DIRECTIONS FOR THIS TASK:
I need the number of lines in the data that include "normalizer"; reply with that number alone.

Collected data
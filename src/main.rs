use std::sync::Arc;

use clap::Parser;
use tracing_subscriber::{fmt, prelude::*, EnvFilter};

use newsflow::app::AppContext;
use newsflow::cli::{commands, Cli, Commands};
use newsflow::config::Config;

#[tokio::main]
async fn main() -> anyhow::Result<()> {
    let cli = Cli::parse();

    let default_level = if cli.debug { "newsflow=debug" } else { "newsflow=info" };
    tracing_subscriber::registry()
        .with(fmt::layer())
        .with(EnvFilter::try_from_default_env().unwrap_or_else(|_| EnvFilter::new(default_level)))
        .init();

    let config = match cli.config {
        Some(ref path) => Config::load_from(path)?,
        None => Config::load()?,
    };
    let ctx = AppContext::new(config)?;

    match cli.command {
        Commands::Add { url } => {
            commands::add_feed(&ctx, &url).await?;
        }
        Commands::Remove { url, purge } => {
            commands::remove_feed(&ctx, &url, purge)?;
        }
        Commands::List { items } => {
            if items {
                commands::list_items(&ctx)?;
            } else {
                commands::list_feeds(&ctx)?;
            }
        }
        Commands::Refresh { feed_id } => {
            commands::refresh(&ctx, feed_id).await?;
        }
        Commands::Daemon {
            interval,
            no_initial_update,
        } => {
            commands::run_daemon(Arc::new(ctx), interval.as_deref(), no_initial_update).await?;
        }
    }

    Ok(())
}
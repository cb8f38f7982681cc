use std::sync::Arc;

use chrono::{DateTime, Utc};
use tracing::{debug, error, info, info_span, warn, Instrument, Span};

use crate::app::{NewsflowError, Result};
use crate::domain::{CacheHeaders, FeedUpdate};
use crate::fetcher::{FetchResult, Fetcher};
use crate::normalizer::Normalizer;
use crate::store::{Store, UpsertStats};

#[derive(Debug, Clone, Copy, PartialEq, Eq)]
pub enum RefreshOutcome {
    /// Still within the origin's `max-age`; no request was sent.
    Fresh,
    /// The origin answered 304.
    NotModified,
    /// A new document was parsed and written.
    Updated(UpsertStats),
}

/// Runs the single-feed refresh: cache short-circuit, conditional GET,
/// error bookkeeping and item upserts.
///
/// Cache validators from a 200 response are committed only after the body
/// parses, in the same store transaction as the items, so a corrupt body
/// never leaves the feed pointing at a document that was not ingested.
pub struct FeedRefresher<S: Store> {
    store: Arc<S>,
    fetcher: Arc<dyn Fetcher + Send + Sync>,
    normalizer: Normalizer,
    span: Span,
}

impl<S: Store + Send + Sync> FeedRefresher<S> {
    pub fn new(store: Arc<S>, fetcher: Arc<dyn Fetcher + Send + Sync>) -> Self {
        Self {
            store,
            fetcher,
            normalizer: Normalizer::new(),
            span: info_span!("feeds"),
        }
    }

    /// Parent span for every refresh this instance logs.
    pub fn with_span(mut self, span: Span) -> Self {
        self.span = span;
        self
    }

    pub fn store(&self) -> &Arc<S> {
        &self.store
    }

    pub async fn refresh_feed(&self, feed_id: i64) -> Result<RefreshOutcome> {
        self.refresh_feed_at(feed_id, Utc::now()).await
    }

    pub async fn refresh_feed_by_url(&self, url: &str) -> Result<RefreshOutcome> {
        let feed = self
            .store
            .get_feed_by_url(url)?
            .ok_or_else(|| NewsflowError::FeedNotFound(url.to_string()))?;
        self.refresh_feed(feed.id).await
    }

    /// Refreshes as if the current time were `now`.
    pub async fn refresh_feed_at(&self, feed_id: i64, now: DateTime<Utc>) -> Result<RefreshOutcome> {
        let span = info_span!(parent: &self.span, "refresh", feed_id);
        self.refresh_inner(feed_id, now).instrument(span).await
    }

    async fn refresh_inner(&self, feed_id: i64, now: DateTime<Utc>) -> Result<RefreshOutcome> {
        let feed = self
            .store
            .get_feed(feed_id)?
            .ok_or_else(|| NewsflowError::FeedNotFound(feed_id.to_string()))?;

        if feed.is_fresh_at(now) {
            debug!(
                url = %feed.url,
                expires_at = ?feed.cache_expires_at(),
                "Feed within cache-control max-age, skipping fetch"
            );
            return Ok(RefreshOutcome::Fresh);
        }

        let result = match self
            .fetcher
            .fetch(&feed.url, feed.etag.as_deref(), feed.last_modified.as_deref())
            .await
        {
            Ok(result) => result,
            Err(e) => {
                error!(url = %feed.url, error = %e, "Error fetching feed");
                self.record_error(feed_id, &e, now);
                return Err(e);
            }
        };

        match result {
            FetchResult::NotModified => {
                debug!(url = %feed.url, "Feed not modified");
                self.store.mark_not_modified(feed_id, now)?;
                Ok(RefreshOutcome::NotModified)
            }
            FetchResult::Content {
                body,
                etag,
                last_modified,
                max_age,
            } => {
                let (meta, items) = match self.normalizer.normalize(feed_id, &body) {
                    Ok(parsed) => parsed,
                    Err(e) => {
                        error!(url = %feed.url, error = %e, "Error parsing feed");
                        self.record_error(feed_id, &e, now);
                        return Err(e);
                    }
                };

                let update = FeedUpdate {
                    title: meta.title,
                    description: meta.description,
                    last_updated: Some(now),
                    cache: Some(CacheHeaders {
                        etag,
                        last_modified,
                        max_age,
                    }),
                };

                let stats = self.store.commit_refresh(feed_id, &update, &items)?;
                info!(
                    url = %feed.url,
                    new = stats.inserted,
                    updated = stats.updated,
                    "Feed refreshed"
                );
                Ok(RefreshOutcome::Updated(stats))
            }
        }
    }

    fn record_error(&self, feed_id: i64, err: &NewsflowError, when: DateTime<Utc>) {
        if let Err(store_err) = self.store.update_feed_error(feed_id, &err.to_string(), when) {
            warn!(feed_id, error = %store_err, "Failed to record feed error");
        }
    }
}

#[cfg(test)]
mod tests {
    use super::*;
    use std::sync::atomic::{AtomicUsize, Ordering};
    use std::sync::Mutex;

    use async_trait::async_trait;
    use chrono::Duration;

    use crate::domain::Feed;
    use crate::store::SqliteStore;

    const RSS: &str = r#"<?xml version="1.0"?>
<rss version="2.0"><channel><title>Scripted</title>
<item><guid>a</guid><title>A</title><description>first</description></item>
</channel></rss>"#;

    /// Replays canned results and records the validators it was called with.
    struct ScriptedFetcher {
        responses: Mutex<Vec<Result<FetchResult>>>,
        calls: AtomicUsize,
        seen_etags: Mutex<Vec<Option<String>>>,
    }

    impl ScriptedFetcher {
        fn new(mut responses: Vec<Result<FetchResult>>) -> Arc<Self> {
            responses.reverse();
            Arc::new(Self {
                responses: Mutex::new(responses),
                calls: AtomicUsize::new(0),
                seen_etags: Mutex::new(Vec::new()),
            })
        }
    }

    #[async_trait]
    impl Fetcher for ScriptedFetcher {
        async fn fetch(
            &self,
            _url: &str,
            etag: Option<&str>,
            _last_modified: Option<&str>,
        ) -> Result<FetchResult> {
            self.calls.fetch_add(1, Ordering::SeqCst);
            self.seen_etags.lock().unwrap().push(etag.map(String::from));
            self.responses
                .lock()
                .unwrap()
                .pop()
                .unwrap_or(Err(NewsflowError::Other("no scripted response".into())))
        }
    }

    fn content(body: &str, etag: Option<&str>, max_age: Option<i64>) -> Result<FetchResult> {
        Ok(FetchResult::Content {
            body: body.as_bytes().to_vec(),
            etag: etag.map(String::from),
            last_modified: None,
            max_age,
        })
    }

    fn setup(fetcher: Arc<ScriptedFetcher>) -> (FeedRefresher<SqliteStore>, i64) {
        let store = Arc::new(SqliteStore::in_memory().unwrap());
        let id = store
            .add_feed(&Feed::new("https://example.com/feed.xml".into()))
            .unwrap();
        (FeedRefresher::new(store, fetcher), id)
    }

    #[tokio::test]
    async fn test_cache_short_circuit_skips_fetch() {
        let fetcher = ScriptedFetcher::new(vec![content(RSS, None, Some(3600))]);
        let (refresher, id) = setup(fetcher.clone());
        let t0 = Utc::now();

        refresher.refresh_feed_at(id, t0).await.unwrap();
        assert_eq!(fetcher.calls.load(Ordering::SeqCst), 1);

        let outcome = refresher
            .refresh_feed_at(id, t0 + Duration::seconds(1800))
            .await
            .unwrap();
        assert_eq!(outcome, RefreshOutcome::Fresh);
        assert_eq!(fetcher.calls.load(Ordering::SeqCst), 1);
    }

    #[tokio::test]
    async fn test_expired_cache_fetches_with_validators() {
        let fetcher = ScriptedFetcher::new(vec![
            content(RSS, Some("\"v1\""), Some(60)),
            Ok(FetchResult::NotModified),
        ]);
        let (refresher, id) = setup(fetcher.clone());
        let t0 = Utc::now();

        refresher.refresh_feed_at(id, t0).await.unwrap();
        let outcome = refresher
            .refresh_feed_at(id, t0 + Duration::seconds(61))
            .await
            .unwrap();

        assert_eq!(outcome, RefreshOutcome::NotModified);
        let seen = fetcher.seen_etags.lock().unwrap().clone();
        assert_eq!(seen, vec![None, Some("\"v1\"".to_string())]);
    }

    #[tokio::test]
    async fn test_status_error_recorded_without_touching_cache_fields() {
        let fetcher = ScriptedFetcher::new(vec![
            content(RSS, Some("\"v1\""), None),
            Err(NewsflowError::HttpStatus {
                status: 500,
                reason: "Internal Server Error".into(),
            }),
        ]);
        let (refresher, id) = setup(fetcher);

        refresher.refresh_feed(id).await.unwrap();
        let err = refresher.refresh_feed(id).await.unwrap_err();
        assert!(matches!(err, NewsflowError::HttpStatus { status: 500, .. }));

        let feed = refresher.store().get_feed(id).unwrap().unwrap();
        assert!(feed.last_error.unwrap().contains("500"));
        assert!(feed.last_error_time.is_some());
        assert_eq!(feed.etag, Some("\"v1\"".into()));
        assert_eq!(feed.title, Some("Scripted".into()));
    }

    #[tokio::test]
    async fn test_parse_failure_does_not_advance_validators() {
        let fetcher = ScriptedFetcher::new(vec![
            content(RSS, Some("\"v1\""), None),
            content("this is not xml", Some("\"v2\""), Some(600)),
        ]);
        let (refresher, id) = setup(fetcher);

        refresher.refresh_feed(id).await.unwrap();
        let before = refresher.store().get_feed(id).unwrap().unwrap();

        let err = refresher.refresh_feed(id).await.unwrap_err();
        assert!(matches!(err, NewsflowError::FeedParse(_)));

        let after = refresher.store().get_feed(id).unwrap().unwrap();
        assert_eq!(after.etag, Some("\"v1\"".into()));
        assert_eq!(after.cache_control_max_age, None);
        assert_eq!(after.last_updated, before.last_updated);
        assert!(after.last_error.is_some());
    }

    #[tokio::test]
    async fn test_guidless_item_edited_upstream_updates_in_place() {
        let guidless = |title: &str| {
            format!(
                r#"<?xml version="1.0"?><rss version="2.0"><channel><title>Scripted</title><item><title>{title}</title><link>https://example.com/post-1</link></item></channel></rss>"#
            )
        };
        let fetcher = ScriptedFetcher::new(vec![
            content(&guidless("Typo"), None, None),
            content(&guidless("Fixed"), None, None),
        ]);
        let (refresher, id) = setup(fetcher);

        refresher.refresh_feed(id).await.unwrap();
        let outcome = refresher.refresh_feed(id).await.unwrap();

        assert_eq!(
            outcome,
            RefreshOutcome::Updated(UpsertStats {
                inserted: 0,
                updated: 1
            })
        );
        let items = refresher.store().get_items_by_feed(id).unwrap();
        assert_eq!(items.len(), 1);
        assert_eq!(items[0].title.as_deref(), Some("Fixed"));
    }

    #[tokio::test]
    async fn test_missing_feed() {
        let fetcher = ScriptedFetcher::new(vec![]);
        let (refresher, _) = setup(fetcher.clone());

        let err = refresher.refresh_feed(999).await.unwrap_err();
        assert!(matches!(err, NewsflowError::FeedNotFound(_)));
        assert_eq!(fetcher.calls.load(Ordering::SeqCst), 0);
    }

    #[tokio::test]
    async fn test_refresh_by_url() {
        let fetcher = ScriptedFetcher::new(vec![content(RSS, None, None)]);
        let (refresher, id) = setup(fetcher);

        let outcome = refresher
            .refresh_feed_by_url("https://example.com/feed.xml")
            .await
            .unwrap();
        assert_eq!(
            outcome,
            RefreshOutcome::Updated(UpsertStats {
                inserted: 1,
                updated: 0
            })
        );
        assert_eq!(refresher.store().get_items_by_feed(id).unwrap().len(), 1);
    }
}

OUTPUT OF THE EXERCISE:
4